Diagram of the feature extraction algorithm based on a distance matrix

Various metrics may be used when comparing distances of two signals. Euclidean is most common, based on the sum of all differences for every value registered for a signal. However, the Euclidean metric is not robust when comparing shapes of signals, which are shifted in time. Therefore, it was decided to use a nonlinear dynamic time warping distance metric for signal comparisons [45]. The DTW algorithm first calculates distances between all values in both signals and then searches for a sequence of point pairs (called the warping path) that minimizes the warping cost (sum of all distances) and satisfies boundary, continuity and monotonicity conditions [46]. The distance for each signal was calculated as the sum of distances between point pairs on the warping path (see Eq. 1).

$$\begin{aligned} \hbox {DTW}\left( T^{\mathrm{signal}}_{\mathrm{a}},T^{\mathrm{signal}}_{\mathrm{b}}\right) = \sqrt{\sum _{k=0}^{K}(w_{k})/K} \end{aligned}$$
(1)

where \(w_{0} - w_{K}\) is a warping path consisting of K points with (ij) coordinates and

$$\begin{aligned} w_{k} = \left( T^{\mathrm{signal}}_{\mathrm{a}}[i]-T^{\mathrm{signal}}_{\mathrm{b}}[j]\right) ^{2} \end{aligned}$$
(2)

The DTW algorithm applied for two signals from two different trials \(T_{i}\) and \(T_{j}\) provided one value representing their distance \(D^{\mathrm{signal}}_{ij}\). This value became an element of a distance vector forming a sample of the analyzed signal. A similar attempt limited to mouse dynamics signal was used in [17].

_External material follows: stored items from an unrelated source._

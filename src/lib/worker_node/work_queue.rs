//! The node-wide queue of work chunks.
//!
//! The coordinator's macro-ranges are cut into chunk-sized pieces and queued
//! here; idle threads refill their descriptors from the head of the queue.
//! Chunk objects come from a pool and go back to it once their range has been
//! copied into a descriptor.

use parking_lot::{Mutex, MutexGuard};
use std::collections::VecDeque;
use std::sync::atomic::{AtomicUsize, Ordering};

use super::lock_order;
use super::pool::{ObjectPool, PoolStats};
use super::range::{RecordRange, WorkChunk};

/// FIFO queue of record ranges awaiting a thread.
#[derive(Debug)]
pub struct GlobalWorkQueue {
    chunks: Mutex<VecDeque<WorkChunk>>,
    /// Mirror of `chunks.len()`, written under the queue lock.
    len: AtomicUsize,
    pool: ObjectPool<WorkChunk>,
    chunk_size: u64,
}

impl GlobalWorkQueue {
    /// Create an empty queue that splits incoming ranges into `chunk_size` pieces.
    #[must_use]
    pub fn new(chunk_size: u64) -> Self {
        Self {
            chunks: Mutex::new(VecDeque::new()),
            len: AtomicUsize::new(0),
            pool: ObjectPool::new("work-chunk"),
            chunk_size: chunk_size.max(1),
        }
    }

    fn lock(&self) -> MutexGuard<'_, VecDeque<WorkChunk>> {
        lock_order::before_global_queue_lock();
        self.chunks.lock()
    }

    /// Replace the queue contents with `range` split into chunks.
    ///
    /// Returns the number of chunks queued.
    pub fn initialize(&self, range: RecordRange) -> usize {
        self.clear();
        self.add_work(range)
    }

    /// Append `range`, split into chunks, to the tail of the queue.
    ///
    /// Returns the number of chunks queued.
    pub fn add_work(&self, range: RecordRange) -> usize {
        let mut staged: Vec<WorkChunk> = Vec::new();
        let pieces: Vec<RecordRange> = range.chunks(self.chunk_size).collect();
        if pieces.is_empty() {
            return 0;
        }
        self.pool.acquire_batch(pieces.len(), &mut staged);
        for (chunk, piece) in staged.iter_mut().zip(&pieces) {
            chunk.range = *piece;
        }

        let mut chunks = self.lock();
        chunks.extend(staged);
        self.len.store(chunks.len(), Ordering::Release);
        pieces.len()
    }

    /// Pop the head chunk and return its range, or `None` if the queue is empty.
    pub fn take_chunk(&self) -> Option<RecordRange> {
        let chunk = {
            let mut chunks = self.lock();
            let chunk = chunks.pop_front();
            self.len.store(chunks.len(), Ordering::Release);
            chunk
        }?;
        let range = chunk.range;
        self.pool.release(chunk);
        Some(range)
    }

    /// Drop every queued chunk back into the pool.
    ///
    /// Returns the number of record ids that were still queued.
    pub fn clear(&self) -> u64 {
        let drained: Vec<WorkChunk> = {
            let mut chunks = self.lock();
            self.len.store(0, Ordering::Release);
            chunks.drain(..).collect()
        };
        let records = drained.iter().map(|c| c.range.len()).sum();
        self.pool.release_batch(drained);
        records
    }

    /// Number of chunks currently queued (lock-free read).
    #[must_use]
    pub fn len(&self) -> usize {
        self.len.load(Ordering::Acquire)
    }

    /// Returns true if no chunks are queued (lock-free read).
    #[must_use]
    pub fn is_empty(&self) -> bool {
        self.len() == 0
    }

    /// Number of record ids still queued.
    #[must_use]
    pub fn queued_records(&self) -> u64 {
        self.lock().iter().map(|c| c.range.len()).sum()
    }

    /// Chunk size used to split incoming ranges.
    #[must_use]
    pub fn chunk_size(&self) -> u64 {
        self.chunk_size
    }

    /// Counters for the chunk pool.
    #[must_use]
    pub fn pool_stats(&self) -> PoolStats {
        self.pool.stats()
    }
}
//! Lifecycle tests for a worker node driven directly through its API.

use std::sync::atomic::Ordering;
use std::time::Duration;

use hmmnode_lib::NodeError;
use hmmnode_lib::worker_node::{
    InMemoryShard, NodeActivity, NodeConfig, RecordRange, SearchKind, SearchPhase, ShardInfo,
    WorkerNode,
};

use crate::helpers::{
    GappyShard, ModuloPipeline, assert_exact_coverage, assert_hit_ids, assert_node_at_rest,
    id_shard, wait_until_settled,
};

fn started_node(
    threads: usize,
    chunk_size: u64,
    records: u64,
    pipeline: ModuloPipeline,
) -> WorkerNode<InMemoryShard, ModuloPipeline> {
    let config =
        NodeConfig::new(threads).with_chunk_size(chunk_size).with_coverage_tracking(true);
    let mut node =
        WorkerNode::setup(2, id_shard(2, records), ShardInfo::default(), config, pipeline)
            .unwrap();
    node.create_threads().unwrap();
    node
}

#[test]
fn test_single_search_scans_every_record_once() {
    let pipeline = ModuloPipeline::new(3, 2);
    let mut node = started_node(4, 100, 1_000, pipeline.clone());
    let range = RecordRange::new(0, 999);

    node.start_range_vs_model(0, range, b"query".to_vec()).unwrap();
    assert_eq!(node.phase(), SearchPhase::SequenceSearch);
    assert_eq!(wait_until_settled(&node), NodeActivity::Drained);
    let results = node.end_search().unwrap();

    assert_eq!(results.kind, SearchKind::Sequence);
    assert_eq!(results.records_processed, 1_000);
    assert_eq!(results.comparisons_queued, 334);
    assert_exact_coverage(&results);
    assert_hit_ids(&results, &pipeline.expected_hit_ids(&[range]));
    assert_eq!(pipeline.counters.mismatches.load(Ordering::Relaxed), 0);
    let per_thread: u64 = results.thread_stats.iter().map(|s| s.records_filtered).sum();
    assert_eq!(per_thread, 1_000);
    assert_node_at_rest(&node);
    node.destroy().unwrap();
}

#[test]
fn test_model_vs_range_search() {
    let pipeline = ModuloPipeline::new(1, 5);
    let mut node = started_node(3, 64, 500, pipeline.clone());
    let range = RecordRange::new(100, 399);

    node.start_model_vs_range(1, range, b"SEQ".to_vec()).unwrap();
    assert_eq!(node.phase(), SearchPhase::HmmSearch);
    wait_until_settled(&node);
    let results = node.end_search().unwrap();

    assert_eq!(results.kind, SearchKind::Hmm);
    assert_eq!(results.database, 1);
    assert_eq!(results.records_processed, 300);
    assert_exact_coverage(&results);
    assert_hit_ids(&results, &pipeline.expected_hit_ids(&[range]));
    assert_node_at_rest(&node);
}

#[test]
fn test_every_thread_sets_up_once_per_search() {
    let pipeline = ModuloPipeline::new(2, 2);
    let mut node = started_node(4, 50, 400, pipeline.clone());

    for search in 0..5_u64 {
        let range = RecordRange::new(search * 10, 399);
        node.start_range_vs_model(0, range, b"q".to_vec()).unwrap();
        wait_until_settled(&node);
        // A later chunk must not trigger a second setup.
        node.add_work(RecordRange::new(0, search * 10)).unwrap();
        wait_until_settled(&node);
        let results = node.end_search().unwrap();
        assert_eq!(results.records_processed, 400 + 1);
    }
    assert_eq!(pipeline.counters.setups.load(Ordering::SeqCst), 4 * 5);
}

#[test]
fn test_add_work_extends_running_search() {
    let pipeline = ModuloPipeline::new(1, 7);
    let mut node = started_node(4, 25, 1_000, pipeline.clone());
    let first = RecordRange::new(0, 299);
    let second = RecordRange::new(300, 599);
    let third = RecordRange::new(900, 999);

    node.start_range_vs_model(0, first, b"q".to_vec()).unwrap();
    assert_eq!(wait_until_settled(&node), NodeActivity::Drained);
    node.add_work(second).unwrap();
    assert_eq!(node.phase(), SearchPhase::SequenceSearchContinue);
    node.add_work(third).unwrap();
    assert_eq!(wait_until_settled(&node), NodeActivity::Drained);
    let results = node.end_search().unwrap();

    assert_eq!(results.records_processed, 700);
    assert_exact_coverage(&results);
    assert_hit_ids(&results, &pipeline.expected_hit_ids(&[first, second, third]));
    assert_node_at_rest(&node);
}

#[test]
fn test_empty_first_chunk_waits_for_work() {
    let pipeline = ModuloPipeline::new(1, 1);
    let mut node = started_node(2, 10, 100, pipeline.clone());

    node.start_range_vs_model(0, RecordRange::EMPTY, b"q".to_vec()).unwrap();
    assert_eq!(wait_until_settled(&node), NodeActivity::Drained);
    assert!(node.raise_work_request());
    assert!(node.take_work_request());
    assert!(!node.take_work_request());

    node.add_work(RecordRange::new(0, 49)).unwrap();
    wait_until_settled(&node);
    let results = node.end_search().unwrap();
    assert_eq!(results.records_processed, 50);
    assert_eq!(results.hit_count(), 50);
}

#[test]
fn test_sequential_searches_reuse_threads() {
    let pipeline = ModuloPipeline::new(2, 3);
    let mut node = started_node(4, 37, 2_000, pipeline.clone());

    for i in 0..20_u64 {
        let range = RecordRange::new(i * 50, i * 50 + 999);
        if i % 2 == 0 {
            node.start_range_vs_model(0, range, b"q".to_vec()).unwrap();
        } else {
            node.start_model_vs_range(1, range, b"q".to_vec()).unwrap();
        }
        wait_until_settled(&node);
        let results = node.end_search().unwrap();
        assert_eq!(results.records_processed, 1_000, "search {i}");
        assert_exact_coverage(&results);
        assert_hit_ids(&results, &pipeline.expected_hit_ids(&[range]));
        assert_node_at_rest(&node);
    }
    node.destroy().unwrap();
}

#[test]
fn test_end_search_discards_unfinished_work() {
    let pipeline = ModuloPipeline::new(1, 1).with_frontend_delay(Duration::from_micros(200));
    let mut node = started_node(2, 10, 1_000, pipeline);

    node.start_range_vs_model(0, RecordRange::new(0, 999), b"q".to_vec()).unwrap();
    let results = node.end_search().unwrap();
    assert!(results.records_processed < 1_000);
    assert_node_at_rest(&node);

    // The node still searches normally afterwards.
    node.start_range_vs_model(0, RecordRange::new(0, 9), b"q".to_vec()).unwrap();
    wait_until_settled(&node);
    assert_eq!(node.end_search().unwrap().records_processed, 10);
}

#[test]
fn test_protocol_violations_are_rejected() {
    let mut node = started_node(2, 10, 100, ModuloPipeline::new(1, 1));

    let err = node.end_search().unwrap_err();
    assert!(matches!(err, NodeError::ProtocolViolation { operation: "EndSearch", .. }));
    let err = node.add_work(RecordRange::new(0, 9)).unwrap_err();
    assert!(matches!(err, NodeError::ProtocolViolation { operation: "AddWork", .. }));
    let err = node.create_threads().unwrap_err();
    assert!(matches!(err, NodeError::ProtocolViolation { operation: "CreateThreads", .. }));

    node.start_range_vs_model(0, RecordRange::new(0, 9), b"q".to_vec()).unwrap();
    let err = node.start_model_vs_range(0, RecordRange::new(0, 9), b"q".to_vec()).unwrap_err();
    assert!(matches!(err, NodeError::ProtocolViolation { operation: "StartSearch", .. }));
    wait_until_settled(&node);
    assert_eq!(node.end_search().unwrap().records_processed, 10);
}

#[test]
fn test_bad_ranges_and_databases_are_rejected() {
    let mut node = started_node(2, 10, 100, ModuloPipeline::new(1, 1));

    let err = node.start_range_vs_model(5, RecordRange::new(0, 9), b"q".to_vec()).unwrap_err();
    assert_eq!(err, NodeError::UnknownDatabase { database: 5, available: 2 });
    let err = node.start_range_vs_model(0, RecordRange::new(90, 100), b"q".to_vec()).unwrap_err();
    assert_eq!(err, NodeError::InvalidRange { start: 90, end: 100, records: 100 });
    assert_eq!(node.phase(), SearchPhase::Idle);
}

#[test]
fn test_setup_rejects_bad_configuration() {
    let shard = id_shard(1, 10);
    let pipeline = ModuloPipeline::new(1, 1);

    let err = WorkerNode::setup(
        1,
        shard.clone(),
        ShardInfo::default(),
        NodeConfig::new(2).with_chunk_size(0),
        pipeline.clone(),
    )
    .err()
    .unwrap();
    assert!(matches!(err, NodeError::InvalidParameter { .. }));

    let err = WorkerNode::setup(
        3,
        shard.clone(),
        ShardInfo::default(),
        NodeConfig::new(2),
        pipeline.clone(),
    )
    .err()
    .unwrap();
    assert_eq!(err, NodeError::DatabaseMismatch { expected: 3, actual: 1 });

    let err = WorkerNode::setup(
        1,
        shard,
        ShardInfo { num_shards: 2, my_shard: 2 },
        NodeConfig::new(2),
        pipeline,
    )
    .err()
    .unwrap();
    assert!(matches!(err, NodeError::InvalidParameter { .. }));
}

#[test]
fn test_start_requires_threads() {
    let mut node = WorkerNode::setup(
        1,
        id_shard(1, 10),
        ShardInfo::default(),
        NodeConfig::new(2),
        ModuloPipeline::new(1, 1),
    )
    .unwrap();
    let err = node.start_range_vs_model(0, RecordRange::new(0, 9), b"q".to_vec()).unwrap_err();
    assert!(matches!(err, NodeError::ProtocolViolation { .. }));
    node.destroy().unwrap();
}

#[test]
fn test_missing_record_fails_search_but_not_node() {
    let config = NodeConfig::new(3).with_chunk_size(16);
    let mut node = WorkerNode::setup(
        1,
        GappyShard::new(200, 77),
        ShardInfo::default(),
        config,
        ModuloPipeline::new(1, 1),
    )
    .unwrap();
    node.create_threads().unwrap();

    node.start_range_vs_model(0, RecordRange::new(0, 199), b"q".to_vec()).unwrap();
    assert_eq!(wait_until_settled(&node), NodeActivity::Failed);
    let err = node.end_search().unwrap_err();
    assert_eq!(err, NodeError::InvalidRange { start: 77, end: 77, records: 200 });
    assert_node_at_rest(&node);

    node.start_range_vs_model(0, RecordRange::new(100, 199), b"q".to_vec()).unwrap();
    assert_eq!(wait_until_settled(&node), NodeActivity::Drained);
    assert_eq!(node.end_search().unwrap().records_processed, 100);
    node.destroy().unwrap();
}

#[test]
fn test_abort_search_returns_node_to_idle() {
    let mut node = started_node(2, 10, 100, ModuloPipeline::new(1, 1));
    assert!(!node.abort_search(NodeError::ShutDown).unwrap());

    node.start_range_vs_model(0, RecordRange::new(0, 99), b"q".to_vec()).unwrap();
    assert!(
        node.abort_search(NodeError::ProtocolViolation {
            operation: "AddWork",
            phase: "test".to_string(),
        })
        .unwrap()
    );
    assert_node_at_rest(&node);
}

#[test]
fn test_abort_search_reports_dead_worker() {
    let pipeline = ModuloPipeline::new(1, 1).with_panic_on(500);
    let mut node = started_node(3, 100, 1_000, pipeline);

    node.start_range_vs_model(0, RecordRange::new(0, 999), b"q".to_vec()).unwrap();
    assert_eq!(wait_until_settled(&node), NodeActivity::Failed);
    let err = node
        .abort_search(NodeError::ProtocolViolation {
            operation: "StartSearch",
            phase: node.phase().to_string(),
        })
        .unwrap_err();
    assert!(matches!(err, NodeError::WorkerPanicked { .. }), "got {err:?}");
    assert_eq!(node.phase(), SearchPhase::Idle);
    assert!(matches!(node.destroy().unwrap_err(), NodeError::WorkerPanicked { .. }));
}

$$D^{{{\text{signal}}}} = \left| {\begin{array}{*{20}c} {D_{{11}} } & \cdots & {D_{{1N}} } \\ \vdots & \ddots & \vdots \\ {D_{{N1}} } & \cdots & {D_{{NN}} } \\ \end{array} } \right|,\quad {\text{signal}} \in 1 \cdots 24$$
(3)

For classification purposes, every column of such a matrix was treated as one feature. The rows of the matrices were then used as training samples to train classifiers. The same procedure was then repeated for every testing sample, whose distances to all N training samples were calculated and used as N features of that sample. The distances were calculated for each of 24 signals forming 24 matrices.

4.3 Training and testing phase

At the end of the feature extraction phase, several sets of samples were collected:

  1. 1.

    One set with statistic values as features—stat,

  2. 2.

    Five sets with histograms for 10, 20, 30, 40 and 50 bins as features—\(\hbox {hist}_{\mathrm{bin}}\),

  3. 3.

    24 sets with DTW distances as features—one for each signal type—\(\hbox {matrix}_{\mathrm{signal}}\).

All these sets were built separately for all collections of trials (C2, C3 and C4) described in Sect. 3.2. Each set, divided into N training and M testing samples, was then evaluated using the cross-validation method (Table 2). It is very important to emphasize that the division into training and testing sets was not random. Consecutively collected trials tend to be more similar to each other than trials collected after longer intervals; therefore, due to the short-term learning effect [47], including them in both training and testing sets may produce improperly obtained better accuracy results. Hence, the general rule was not to use trials of the same user gathered in the same session for both training and testing purpose. Detailed analysis of this phenomenon can be found in Sect. 5.2.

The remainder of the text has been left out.